As the TESS project matured, and the power of its data analysis pipeline became evident, it occurred to several people that the pipeline contained a central core of software that could be used to orchestrate the operations of any data analysis pipeline, not just the TESS pipeline. Thus began the Ziggy project, the goal of which is to spin off that lowest level of orchestration software, improve upon it, and make it sufficiently generic that it can support any data analysis pipeline. Here again I supervise a (really) small team of software engineers and also get to write a ton of code myself.
Major Awards
- NASA Group Achievement Award (as member of the Ziggy Development Team), 2023.
- NASA Exceptional Public Achievement Medal, 2020.

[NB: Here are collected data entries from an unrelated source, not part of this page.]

//! REST API types for browser clients.
//!
//! Field names are camelCase. Each uploaded file gets its own entry so one
//! bad file is reported without hiding the others.

use serde::{Deserialize, Serialize};
use serde_json::{json, Value};
use uuid::Uuid;

use crate::error::FileFailure;
use crate::models::FileId;
use crate::transform::pipeline::{BatchReport, FileReport};

/// Overall or per-file status.
#[derive(Debug, Clone, Copy, Serialize, Deserialize, PartialEq, Eq)]
#[serde(rename_all = "lowercase")]
pub enum Status {
    /// Everything processed.
    Ready,
    /// Some files failed.
    Warning,
    /// Nothing could be processed.
    Error,
}

/// Response to `POST /api/upload`.
#[derive(Debug, Clone, Serialize)]
#[serde(rename_all = "camelCase")]
pub struct UploadResponse {
    /// Unique job identifier
    pub job_id: String,

    pub status: Status,

    /// One entry per uploaded file, in upload order
    pub files: Vec<FileEntry>,
}

/// Result for one uploaded file.
#[derive(Debug, Clone, Serialize)]
#[serde(rename_all = "camelCase")]
pub struct FileEntry {
    pub file_id: FileId,

    pub status: Status,

    #[serde(skip_serializing_if = "Option::is_none")]
    pub error: Option<ErrorBody>,

    /// Preview, cleaning report and chart data
    #[serde(skip_serializing_if = "Option::is_none")]
    pub result: Option<FileReport>,
}

/// Machine-readable error plus the message shown to the user.
#[derive(Debug, Clone, Serialize, Deserialize, PartialEq)]
#[serde(rename_all = "camelCase")]
pub struct ErrorBody {
    pub code: String,
    pub message: String,
}

impl From<&FileFailure> for ErrorBody {
    fn from(failure: &FileFailure) -> Self {
        Self {
            code: failure.error.code().to_string(),
            message: failure.to_string(),
        }
    }
}

impl From<Result<FileReport, FileFailure>> for FileEntry {
    fn from(result: Result<FileReport, FileFailure>) -> Self {
        match result {
            Ok(report) => FileEntry {
                file_id: report.file_id.clone(),
                status: Status::Ready,
                error: None,
                result: Some(report),
            },
            Err(failure) => FileEntry {
                file_id: failure.file_id.clone(),
                status: Status::Error,
                error: Some(ErrorBody::from(&failure)),
                result: None,
            },
        }
    }
}

/// Convert a batch into the upload response.
impl From<BatchReport> for UploadResponse {
    fn from(report: BatchReport) -> Self {
        let status = match (report.succeeded(), report.failed()) {
            (_, 0) => Status::Ready,
            (0, _) => Status::Error,
            _ => Status::Warning,
        };

        UploadResponse {
            job_id: Uuid::new_v4().to_string(),
            status,
            files: report.files.into_iter().map(FileEntry::from).collect(),
        }
    }
}

/// Create an error response
pub fn error_response(error: &str, code: &str) -> Value {
    json!({
        "jobId": Uuid::new_v4().to_string(),
        "status": "error",
        "code": code,
        "error": error,
        "files": []
    })
}

#[cfg(test)]
mod tests {
    use super::*;
    use crate::models::UploadedFile;
    use crate::transform::pipeline::{process_batch, PipelineOptions};

    #[test]
    fn test_mixed_batch_is_warning() {
        let files = vec![
            UploadedFile::new("data.txt", "x"),
            UploadedFile::new("ok.csv", "a,b\n1,2"),
        ];
        let response = UploadResponse::from(process_batch(&files, &PipelineOptions::default()));

        assert_eq!(response.status, Status::Warning);
        assert_eq!(response.files[0].status, Status::Error);
        assert_eq!(response.files[1].status, Status::Ready);

        let json = serde_json::to_value(&response).unwrap();
        assert_eq!(json["files"][0]["error"]["code"], "UNSUPPORTED_FORMAT");
        assert!(json["files"][0]["error"]["message"]
            .as_str()
            .unwrap()
            .contains("data.txt"));
        assert!(json["files"][0].get("result").is_none());
        assert_eq!(json["files"][1]["result"]["preview"]["totalRows"], 1);
    }

    #[test]
    fn test_all_failed_is_error() {
        let files = vec![UploadedFile::new("a.pdf", "x")];
        let response = UploadResponse::from(process_batch(&files, &PipelineOptions::default()));
        assert_eq!(response.status, Status::Error);
    }

    #[test]
    fn test_error_response_shape() {
        let json = error_response("No file provided", "BAD_REQUEST");
        assert_eq!(json["status"], "error");
        assert_eq!(json["code"], "BAD_REQUEST");
        assert_eq!(json["error"], "No file provided");
        assert!(json["files"].as_array().unwrap().is_empty());
    }
}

- NASA Ames Honor Award for Outstanding Technical Contributions and Leadership in the TESS Science Processing Operations Center, 2017.
- NASA Certificate of Appreciation for Exceptional Contribution to the Development of the Kepler Data Analysis Pipeline 2011.
- NASA Ames Honor Award for excellence in the category of Contractor Employee, 2010.
- NASA Software of the Year Award (as member of the Kepler Science Operations Center software development team), 2010.
Links
Alternate contact: ptenenbaum@seti.org
Related Projects
I remain Lead Software Engineer (LSE) for the TESS Science Processing Operations Center (SPOC). The TESS mission is about to enter its third mission extension (EM3). Each mission extension has called for expanded data and science capabilities. The software engineers and data scientists in the SPOC are responsible for adapting the system to meet the new and expanded processing requirements for the mission. We also perform “sustaining engineering” (i.e., fix things when they break) for the entire system.
I’m also the Senior Pipeline Architect for the Ziggy project. Ziggy is available as open-source software: check out https://github.com/nasa/ziggy. Ziggy has been vastly improved upon and expanded to support a wide variety of data analysis missions, particularly missions with extreme data volumes.
An example of a mission with extreme data volumes is the GOES earth-observing satellites: each of the satellites (GOES-16 and GOES-18) produces about 1 terabyte (TB) of data per day. I’m working with the NASA Earth Exchange (NEX) team to build a data analysis pipeline, based on Ziggy, that automates processing of this data.
In a nice example of, “what goes around, comes around,” the TESS team is currently adapting its data analysis pipeline to run under Ziggy! This allows the TESS pipeline to take advantage of all the improvements made to Ziggy relative to the original TESS pipeline infrastructure. This project is close to code-complete, and we are currently performing data volume tests and other acceptance trials.